Thank @etiotto , which this tip, and also suggestion in https://github.com/intel/intel-xpu-backend-for-triton/pull/1139#issuecomment-2116610016 , I'm seeing almost equivalent walltime on the 512 512 example, and it has increased a lot on larger (4096 4096) example, albeit still below torch.matmul:

In [7]: %time torch.matmul(a, b)[0,0].cpu()
CPU times: user 0 ns, sys: 1.77 ms, total: 1.77 ms
Wall time: 1.67 ms
Out[7]: tensor(-64.9375, dtype=torch.float16)

In [8]: %time matmul(a, b)[0,0].cpu()
CPU times: user 4.79 ms, sys: 4.3 ms, total: 9.09 ms
Wall time: 8.77 ms
Out[8]: tensor(-64.9375, dtype=torch.float16)

maybe the matmul with the experimental block pointer approach (tutorial 09) will give better results ?

ogrisel commented 3 months ago

maybe the matmul with the experimental block pointer approach (tutorial 09) will give better results?

That's an interesting question. Note however that the experimental example, including tutorial 09 on the use of block pointers for matrix matrix multiplication have been removed from the upstream repo (https://github.com/triton-lang/triton/pull/3371), but I am not sure why.

Still I would be interested in the performance results of a Max Series GPU with a tuned grid and optimal threads_per_warp with block pointers.

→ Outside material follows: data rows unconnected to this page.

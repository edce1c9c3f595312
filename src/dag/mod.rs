// src/dag/mod.rs

//! Subtask graph representation and analysis.
//!
//! - [`subtask`] defines the subtask data model (drafts and resolved form).
//! - [`resolve`] turns draft subtasks into a guaranteed-acyclic graph,
//!   dropping offending edges instead of failing.
//! - [`graph`] holds the resolved, read-only dependency graph.
//! - [`critical_path`] computes the highest-cost chain for prioritisation
//!   and reporting.

pub mod critical_path;
pub mod graph;
pub mod resolve;
pub mod subtask;

pub use critical_path::PathAnalysis;
pub use graph::SubtaskGraph;
pub use resolve::{DropReason, DroppedEdge, ResolutionReport};
pub use subtask::{DraftSubtask, ModelTier, Subtask, SubtaskId, SubtaskKind};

narendrachaudhary51 commented 3 months ago

I tried the change suggested by @etiotto and increased the number of warps. This gave me speedup across the board. I use the following autotune parameters and obtained the matmul performance changes. Currently, it is 100x faster than the default parameters. However, we are still 7-8x slower compared to the torch version. def get_xpu_autotune_config(): return [

FIXME: Once tl.dot uses DPAS put back the workload commented out.

    # triton.Config({'BLOCK_SIZE_M': 128, 'BLOCK_SIZE_N': 256, 'BLOCK_SIZE_K': 64, 'GROUP_SIZE_M': 8}, num_stages=3,
    #               num_warps=64),
    triton.Config({'BLOCK_SIZE_M': 64, 'BLOCK_SIZE_N': 256, 'BLOCK_SIZE_K': 32, 'GROUP_SIZE_M': 8}, num_stages=4,
                  num_warps=32),
    triton.Config({'BLOCK_SIZE_M': 128, 'BLOCK_SIZE_N': 128, 'BLOCK_SIZE_K': 32, 'GROUP_SIZE_M': 8}, num_stages=4,
                  num_warps=32),
    triton.Config({'BLOCK_SIZE_M': 128, 'BLOCK_SIZE_N': 64, 'BLOCK_SIZE_K': 32, 'GROUP_SIZE_M': 8}, num_stages=4,
                  num_warps=32),
    triton.Config({'BLOCK_SIZE_M': 64, 'BLOCK_SIZE_N': 128, 'BLOCK_SIZE_K': 32, 'GROUP_SIZE_M': 8}, num_stages=4,
                  num_warps=32),
    triton.Config({'BLOCK_SIZE_M': 128, 'BLOCK_SIZE_N': 32, 'BLOCK_SIZE_K': 32, 'GROUP_SIZE_M': 8}, num_stages=4,
                  num_warps=32),
    triton.Config({'BLOCK_SIZE_M': 64, 'BLOCK_SIZE_N': 32, 'BLOCK_SIZE_K': 32, 'GROUP_SIZE_M': 8}, num_stages=5,
                  num_warps=16),
    triton.Config({'BLOCK_SIZE_M': 32, 'BLOCK_SIZE_N': 64, 'BLOCK_SIZE_K': 32, 'GROUP_SIZE_M': 8}, num_stages=5,
                  num_warps=16),
    triton.Config({'BLOCK_SIZE_M': 128, 'BLOCK_SIZE_N': 64, 'BLOCK_SIZE_K': 64, 'GROUP_SIZE_M': 8}, num_stages=4,
                  num_warps=32),
    triton.Config({'BLOCK_SIZE_M': 64, 'BLOCK_SIZE_N': 128, 'BLOCK_SIZE_K': 64, 'GROUP_SIZE_M': 8}, num_stages=4,
                  num_warps=32),
    triton.Config({'BLOCK_SIZE_M': 128, 'BLOCK_SIZE_N': 32, 'BLOCK_SIZE_K': 64, 'GROUP_SIZE_M': 8}, num_stages=4,
                  num_warps=32)
]

I tried several other configurations, but I was not able to go beyond this. Is there a way to check and analyze the triton generated code? We can then identify the inefficiencies in the code by comparing it to torch implementation.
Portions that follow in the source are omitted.